The 12-person jury, which contained at least two engineers and a Web designer, returned a $521 million verdict for Eolas after less than one day of deliberation. Several weeks later, Tim Berners-Lee wrote to US Patent Office Commissioner James E. Rogan, citing two Raggett references that had been exhibits at trial, because he felt the web was in danger [3], but he misquoted one of the Raggett references and mischaracterized the features claimed in the patent. Rogan granted the reexam the day after Berners-Lee's request.

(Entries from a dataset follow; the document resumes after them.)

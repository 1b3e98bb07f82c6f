//! Fixed-point primitives.
//!
//! Coordinates are carried as `i32` with 16 fractional bits. Integer source
//! coordinate `n` addresses the pixel whose top-left corner sits at `n`;
//! `px_fixed16(n)` is that pixel's centre.
//!
//! Trigonometry uses 30 fractional bits (`sin30` / `cos30`) with angles in
//! tenths of a degree, the unit used throughout the crate.

/// Fractional bits of a [`Fixed16`] value.
pub const FRAC_BITS: u32 = 16;

/// Fixed-point number with 16 fractional bits.
pub type Fixed16 = i32;

/// One whole unit in fixed-point-30.
pub const ONE_FIXED30: i64 = 1 << 30;

/// Full turn in tenths of a degree.
pub const FULL_TURN: u16 = 3600;

const QUARTER_TURN: u16 = 900;

#[inline(always)]
pub const fn to_fixed(x: i32, fraction_bits: u32) -> i32 {
    x << fraction_bits
}

#[inline(always)]
pub const fn fixed16(x: i32) -> Fixed16 {
    to_fixed(x, FRAC_BITS)
}

/// Centre of pixel `x` in fixed-point-16.
#[inline(always)]
pub const fn px_fixed16(x: i32) -> Fixed16 {
    fixed16(x) + (fixed16(1) >> 1)
}

/// Rounds towards negative infinity.
#[inline(always)]
pub const fn floor_fixed(x: i32, fraction_bits: u32) -> i32 {
    x >> fraction_bits
}

/// Rounds towards positive infinity.
#[inline(always)]
pub const fn ceil_fixed(x: i32, fraction_bits: u32) -> i32 {
    (x + ((1 << fraction_bits) - 1)) >> fraction_bits
}

/// Rounds to nearest, halves towards positive infinity.
#[inline(always)]
pub const fn round_fixed(x: i32, fraction_bits: u32) -> i32 {
    (x + (1 << (fraction_bits - 1))) >> fraction_bits
}

#[inline(always)]
pub const fn floor_fixed16(x: Fixed16) -> i32 {
    floor_fixed(x, FRAC_BITS)
}

/// Fractional part of `x`, always in `0..1 << FRAC_BITS`.
#[inline(always)]
pub const fn frac_fixed16(x: Fixed16) -> i32 {
    x & ((1 << FRAC_BITS) - 1)
}

/// Integer division rounding towards negative infinity for every sign
/// combination of `a` and `b`.
///
/// Panics if `b == 0`.
#[inline]
pub fn floor_div(a: i64, b: i64) -> i64 {
    let q = a / b;
    let r = a % b;
    if r != 0 && ((r < 0) != (b < 0)) {
        q - 1
    } else {
        q
    }
}

/// Integer division rounding towards positive infinity for every sign
/// combination of `a` and `b`.
///
/// Panics if `b == 0`.
#[inline]
pub fn ceil_div(a: i64, b: i64) -> i64 {
    let q = a / b;
    let r = a % b;
    if r != 0 && ((r < 0) == (b < 0)) {
        q + 1
    } else {
        q
    }
}

#[inline]
pub(crate) fn saturate_i32(v: i64) -> i32 {
    v.clamp(i32::MIN as i64, i32::MAX as i64) as i32
}

#[inline]
pub(crate) fn saturate_i64(v: i128) -> i64 {
    v.clamp(i64::MIN as i128, i64::MAX as i128) as i64
}

/// Returns `(sin, cos)` of `angle` (tenths of a degree) in fixed-point-30.
///
/// Multiples of 90 degrees are exact; the rest is reduced to the first
/// quadrant so that symmetric angles produce symmetric values.
pub fn sin_cos30(angle: u16) -> (i32, i32) {
    let angle = angle % FULL_TURN;
    let quadrant = angle / QUARTER_TURN;
    let rem = angle % QUARTER_TURN;

    let (s, c) = if rem == 0 {
        (0, ONE_FIXED30 as i32)
    } else {
        let radians = (rem as f64 / 10.0).to_radians();
        let scale = ONE_FIXED30 as f64;
        (
            (radians.sin() * scale).round() as i32,
            (radians.cos() * scale).round() as i32,
        )
    };

    match quadrant {
        0 => (s, c),
        1 => (c, -s),
        2 => (-s, -c),
        _ => (-c, s),
    }
}

/// Sine of `angle` (tenths of a degree) in fixed-point-30.
pub fn sin30(angle: u16) -> i32 {
    sin_cos30(angle).0
}

/// Cosine of `angle` (tenths of a degree) in fixed-point-30.
pub fn cos30(angle: u16) -> i32 {
    sin_cos30(angle).1
}

/// Rotates `(dx, dy)` clockwise (y axis pointing down) by `angle`.
///
/// Products are formed in `i128`; results beyond `i64` saturate.
#[inline]
fn rotate30(dx: i64, dy: i64, angle: u16) -> (i64, i64) {
    let (sin, cos) = sin_cos30(angle);
    let (dx, dy, sin, cos) = (dx as i128, dy as i128, sin as i128, cos as i128);
    let half = (ONE_FIXED30 >> 1) as i128;
    (
        saturate_i64((dx * cos - dy * sin + half) >> 30),
        saturate_i64((dx * sin + dy * cos + half) >> 30),
    )
}

#[inline]
fn scale(d: i64, scale: u32, scale_bits: u16) -> i64 {
    saturate_i64((d as i128 * scale as i128) >> scale_bits)
}

/// [`rotate_then_scale`] on 64-bit fixed-point-16 coordinates.
pub(crate) fn rotate_then_scale_wide(
    (x, y): (i64, i64),
    (pivot_x, pivot_y): (i64, i64),
    angle: u16,
    scale_x: u32,
    scale_y: u32,
    scale_bits: u16,
) -> (i64, i64) {
    let (rx, ry) = rotate30(x.saturating_sub(pivot_x), y.saturating_sub(pivot_y), angle);
    (
        pivot_x.saturating_add(scale(rx, scale_x, scale_bits)),
        pivot_y.saturating_add(scale(ry, scale_y, scale_bits)),
    )
}

/// [`scale_then_rotate`] on 64-bit fixed-point-16 coordinates.
pub(crate) fn scale_then_rotate_wide(
    (x, y): (i64, i64),
    (pivot_x, pivot_y): (i64, i64),
    angle: u16,
    scale_x: u32,
    scale_y: u32,
    scale_bits: u16,
) -> (i64, i64) {
    let sx = scale(x.saturating_sub(pivot_x), scale_x, scale_bits);
    let sy = scale(y.saturating_sub(pivot_y), scale_y, scale_bits);
    let (rx, ry) = rotate30(sx, sy, angle);
    (pivot_x.saturating_add(rx), pivot_y.saturating_add(ry))
}

/// Rotates `(x, y)` around the pivot, then scales the rotated offset.
///
/// All coordinates are fixed-point-16; `scale_x`/`scale_y` carry
/// `scale_bits` fractional bits. This is the order needed to walk a
/// scale-then-rotate placement backwards. Results outside `i32` saturate.
pub fn rotate_then_scale(
    (x, y): (i32, i32),
    (pivot_x, pivot_y): (i32, i32),
    angle: u16,
    scale_x: u32,
    scale_y: u32,
    scale_bits: u16,
) -> (i32, i32) {
    let (x, y) = rotate_then_scale_wide(
        (x as i64, y as i64),
        (pivot_x as i64, pivot_y as i64),
        angle,
        scale_x,
        scale_y,
        scale_bits,
    );
    (saturate_i32(x), saturate_i32(y))
}

/// Scales the offset of `(x, y)` from the pivot, then rotates it.
///
/// Forward counterpart of [`rotate_then_scale`].
pub fn scale_then_rotate(
    (x, y): (i32, i32),
    (pivot_x, pivot_y): (i32, i32),
    angle: u16,
    scale_x: u32,
    scale_y: u32,
    scale_bits: u16,
) -> (i32, i32) {
    let (x, y) = scale_then_rotate_wide(
        (x as i64, y as i64),
        (pivot_x as i64, pivot_y as i64),
        angle,
        scale_x,
        scale_y,
        scale_bits,
    );
    (saturate_i32(x), saturate_i32(y))
}

#[cfg(test)]
mod tests {
    use super::*;

    #[test]
    fn test_fixed_conversions() {
        assert_eq!(fixed16(1), 65536);
        assert_eq!(fixed16(-2), -131072);
        assert_eq!(px_fixed16(0), 32768);
        assert_eq!(px_fixed16(3), 3 * 65536 + 32768);

        assert_eq!(floor_fixed16(fixed16(5) + 1), 5);
        assert_eq!(floor_fixed16(-1), -1);
        assert_eq!(frac_fixed16(-1), 65535);
        assert_eq!(frac_fixed16(fixed16(-3) + 7), 7);

        assert_eq!(ceil_fixed(fixed16(2) + 1, 16), 3);
        assert_eq!(ceil_fixed(fixed16(2), 16), 2);
        assert_eq!(round_fixed(fixed16(2) + 32768, 16), 3);
        assert_eq!(round_fixed(fixed16(2) + 32767, 16), 2);
        assert_eq!(round_fixed(fixed16(-2) - 32768, 16), -2);
    }

    #[test]
    fn test_floor_ceil_div_all_signs() {
        let cases = [
            (7, 2),
            (-7, 2),
            (7, -2),
            (-7, -2),
            (6, 3),
            (-6, 3),
            (0, 5),
            (0, -5),
            (1, 65536),
            (-1, 65536),
            (-65535, -65536),
        ];
        for (a, b) in cases {
            let exact = a as f64 / b as f64;
            assert_eq!(floor_div(a, b), exact.floor() as i64, "floor {a}/{b}");
            assert_eq!(ceil_div(a, b), exact.ceil() as i64, "ceil {a}/{b}");
        }
    }

    #[test]
    fn test_truncating_division_would_differ() {
        // -1 / 2 truncates to 0; floor is -1.
        assert_eq!(-1_i64 / 2, 0);
        assert_eq!(floor_div(-1, 2), -1);
        assert_eq!(ceil_div(1, -2), 0);
        assert_eq!(ceil_div(-1, -2), 1);
    }

    #[test]
    fn test_sin_cos_exact_on_right_angles() {
        let one = ONE_FIXED30 as i32;
        assert_eq!(sin_cos30(0), (0, one));
        assert_eq!(sin_cos30(900), (one, 0));
        assert_eq!(sin_cos30(1800), (0, -one));
        assert_eq!(sin_cos30(2700), (-one, 0));
        assert_eq!(sin_cos30(3600), (0, one));
    }

    #[test]
    fn test_sin_cos_approximate() {
        for angle in (0..3600).step_by(37) {
            let radians = (angle as f64 / 10.0).to_radians();
            let s = sin30(angle) as f64 / ONE_FIXED30 as f64;
            let c = cos30(angle) as f64 / ONE_FIXED30 as f64;
            assert!((s - radians.sin()).abs() < 1e-8, "sin {angle}");
            assert!((c - radians.cos()).abs() < 1e-8, "cos {angle}");
        }
    }

    #[test]
    fn test_rotate_then_scale_quarter_turn_is_clockwise() {
        let (x, y) = rotate_then_scale((fixed16(1), 0), (0, 0), 900, 1, 1, 0);
        assert_eq!((x, y), (0, fixed16(1)));

        let (x, y) = rotate_then_scale(
            (fixed16(3), fixed16(2)),
            (fixed16(2), fixed16(2)),
            1800,
            1,
            1,
            0,
        );
        assert_eq!((x, y), (fixed16(1), fixed16(2)));
    }

    #[test]
    fn test_rotate_then_scale_applies_scale_after_rotation() {
        // Rotate (1, 0) by 90 degrees to (0, 1), then scale y by 2.
        let (x, y) = rotate_then_scale((fixed16(1), 0), (0, 0), 900, 256, 512, 8);
        assert_eq!((x, y), (0, fixed16(2)));

        // Scaling first would have stretched the x offset instead.
        let (x, y) = scale_then_rotate((fixed16(1), 0), (0, 0), 900, 256, 512, 8);
        assert_eq!((x, y), (0, fixed16(1)));
    }

    #[test]
    fn test_extreme_scales_saturate_instead_of_overflowing() {
        // 65535x with no fractional bits pushes the rotation products past i64.
        let (x, y) = scale_then_rotate_wide((fixed16(4) as i64, 0), (0, 0), 0, 65535, 1, 0);
        assert_eq!((x, y), (fixed16(4) as i64 * 65535, 0));

        let (x, y) = scale_then_rotate((fixed16(4), fixed16(4)), (0, 0), 450, 65535, 65535, 0);
        assert_eq!(y, i32::MAX);
        assert!(x.abs() < fixed16(1));

        let (_, y) = rotate_then_scale_wide((i64::MAX, i64::MAX), (0, 0), 450, u32::MAX, u32::MAX, 0);
        assert_eq!(y, i64::MAX);
    }
}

In the January, 2004 ruling [4] that upheld the jury's verdict, Judge James Zagel expressed skepticism concerning both Berners-Lee's motives and the justification for a re-examination by the US patent office.[5]. Shortly afterward, Microsoft announced that it would not remove the plug-in technology from Windows while the case is being appealed [6].
See also
External links
Eolas is also one of the three Gaelic words for knowledge, meaning "knowledge of experience." The other two are fios (knowledge of history) and focmart (knowledge from exploration).